Group B coxsackieviruses (CVB) cause human myocarditis, while human adenovirus type 2 (Ad2) is implicated as an agent of this disease. The L1 loop of the Ad2 hexon protein has been demonstrated to be antigenic in rabbits. To evaluate the feasibility of a multivalent vaccine strain against the CVB and Ad2, we cloned the sequence encoding the Ad2 hexon L1 loop, flanked by dissimilar sequences encoding the protease 2A (2Apro) recognition sites, into the genome of an attenuated strain of CVB type 3 (CVB3/0) at the junction of 2Apro and the capsid protein 1D. Progeny virus (CVB3-PL2-Ad2L1) was obtained following transfection of the construct into HeLa cells. Replication of CVB3-PL2-Ad2L1 in diverse cell cultures demonstrated that the yield of the chimeric virus was between 0.5 to 2 log units less than the parental strain. Western blot analyses of the CVB3 capsid protein 1D in CVB3-PL2-Ad2L1-infected HeLa cells demonstrated production of the expected capsid protein. Viral proteins were detected earlier and in approximately fourfold greater amounts in CVB3-PL2-Ad2L1-infected HeLa cells than in CVB3/0-infected cells. Cleavage of the CVB3-PL2-Ad2L1 polyprotein by 2Apro was slowed, accompanied by an accumulation of the fusion 1D-L1 loop protein. Reverse transcription-PCR sequence analysis of CVB3-PL2-Ad2L1 RNA demonstrated that the Ad2 hexon polypeptide coding sequence was maintained in the chimeric viral genome through at least 10 passages in HeLa cells. Mice inoculated with CVB3-PL2-Ad2L1 demonstrated a brief viremia with no replication detectable in the heart but prolonged replication of virus in the pancreas in the absence of pathologic changes in either organ. CVB3-PL2-Ad2L1 induced binding and neutralizing anti-Ad2 antibodies, in addition to antibodies against CVB3 in mice. CVB3-PL2-Ad2L1 was used to challenge mice previously inoculated with CVB3/0 and with preexisting anti-CVB3 neutralizing-antibody titers; anti-Ad2 neutralizing and binding antibodies were induced in these mice at higher levels than in mice without anti-CVB3 immunity. The data demonstrate that a CVB vector can stably express an antigenic polypeptide of Ad2 from within the CVB open reading frame that results in the induction of protective immune responses against both viruses.
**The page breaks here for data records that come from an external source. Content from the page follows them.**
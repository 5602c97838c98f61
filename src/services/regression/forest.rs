use rand::{Rng, SeedableRng, rngs::StdRng};
use serde::{Deserialize, Serialize};

use crate::config::RandomForestConfig;
use super::tree::{RegressionTree, TreeParams};

/// Bagged regression trees; the prediction is the mean over trees.
#[derive(Debug, Clone, PartialEq, Serialize, Deserialize)]
pub struct RandomForest {
    trees: Vec<RegressionTree>,
}

impl RandomForest {
    pub fn fit(x: &[Vec<f64>], y: &[f64], cfg: &RandomForestConfig, seed: u64) -> Self {
        let mut rng = StdRng::seed_from_u64(seed);
        let params = TreeParams {
            max_depth: cfg.max_depth,
            min_samples_split: cfg.min_samples_split,
            min_samples_leaf: cfg.min_samples_leaf,
            max_features: cfg.max_features,
        };

        let n = y.len();
        let trees = (0..cfg.n_estimators.max(1))
            .map(|_| {
                let bootstrap: Vec<usize> = (0..n).map(|_| rng.gen_range(0..n)).collect();
                RegressionTree::fit(x, y, &bootstrap, &params, &mut rng)
            })
            .collect();

        Self { trees }
    }

    pub fn n_trees(&self) -> usize {
        self.trees.len()
    }

    pub fn n_features(&self) -> usize {
        self.trees.first().map_or(0, |t| t.n_features())
    }

    pub fn predict(&self, row: &[f64]) -> f64 {
        if self.trees.is_empty() {
            return 0.0;
        }
        self.trees.iter().map(|t| t.predict(row)).sum::<f64>() / self.trees.len() as f64
    }
}

#[cfg(test)]
mod tests {
    use super::*;

    fn linear_data() -> (Vec<Vec<f64>>, Vec<f64>) {
        let x: Vec<Vec<f64>> = (0..200).map(|i| vec![i as f64 / 10.0, ((i * 7) % 13) as f64]).collect();
        let y: Vec<f64> = x.iter().map(|r| 3.0 * r[0] + 1.0).collect();
        (x, y)
    }

    #[test]
    fn approximates_a_linear_target() {
        let (x, y) = linear_data();
        let cfg = RandomForestConfig { n_estimators: 20, ..RandomForestConfig::default() };
        let forest = RandomForest::fit(&x, &y, &cfg, 42);

        assert_eq!(forest.n_trees(), 20);
        assert_eq!(forest.n_features(), 2);
        let p = forest.predict(&[10.0, 3.0]);
        assert!((p - 31.0).abs() < 2.0, "got {}", p);
    }

    #[test]
    fn fixed_seed_is_reproducible() {
        let (x, y) = linear_data();
        let cfg = RandomForestConfig { n_estimators: 5, max_features: Some(1), ..RandomForestConfig::default() };
        assert_eq!(RandomForest::fit(&x, &y, &cfg, 7), RandomForest::fit(&x, &y, &cfg, 7));
    }
}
B组柯萨奇病毒(CVB)可引起人类心肌炎,而2型人腺病毒(Ad2)被认为是该疾病的病原体。已证明Ad2六邻体蛋白的L1环在兔子中具有抗原性。为了评估一种针对CVB和Ad2的多价疫苗株的可行性,我们将编码Ad2六邻体L1环的序列(两侧为编码蛋白酶2A(2Apro)识别位点的不同序列)克隆到3型柯萨奇病毒减毒株(CVB3/0)的基因组中,位于2Apro和衣壳蛋白1D的连接处。将构建体转染到HeLa细胞后获得了子代病毒(CVB3-PL2-Ad2L1)。CVB3-PL2-Ad2L1在多种细胞培养物中的复制表明,嵌合病毒的产量比亲代毒株低0.5至2个对数单位。对CVB3-PL2-Ad2L1感染的HeLa细胞中CVB3衣壳蛋白1D的蛋白质免疫印迹分析表明产生了预期的衣壳蛋白。在CVB3-PL2-Ad2L1感染的HeLa细胞中比在CVB3/0感染的细胞中更早且检测到的病毒蛋白量大约多四倍。2Apro对CVB3-PL2-Ad2L1多聚蛋白的切割减慢,伴随着融合的1D-L1环蛋白的积累。对CVB3-PL2-Ad2L1 RNA的逆转录-PCR序列分析表明,Ad2六邻体多肽编码序列在HeLa细胞中至少传代10次后仍保留在嵌合病毒基因组中。接种CVB3-PL2-Ad2L1的小鼠出现短暂病毒血症,心脏中未检测到复制,但病毒在胰腺中持续复制,而两个器官均无病理变化。CVB3-PL2-Ad2L1除了诱导小鼠产生针对CVB3的抗体外,还诱导产生结合和中和抗Ad2抗体。用CVB3-PL2-Ad2L1对先前接种过CVB3/0且已有抗CVB3中和抗体滴度的小鼠进行攻击;在这些小鼠中诱导产生的抗Ad2中和和结合抗体水平高于没有抗CVB3免疫力的小鼠。数据表明,CVB载体可以在CVB开放阅读框内稳定表达Ad2的抗原多肽,从而诱导针对两种病毒的保护性免疫反应。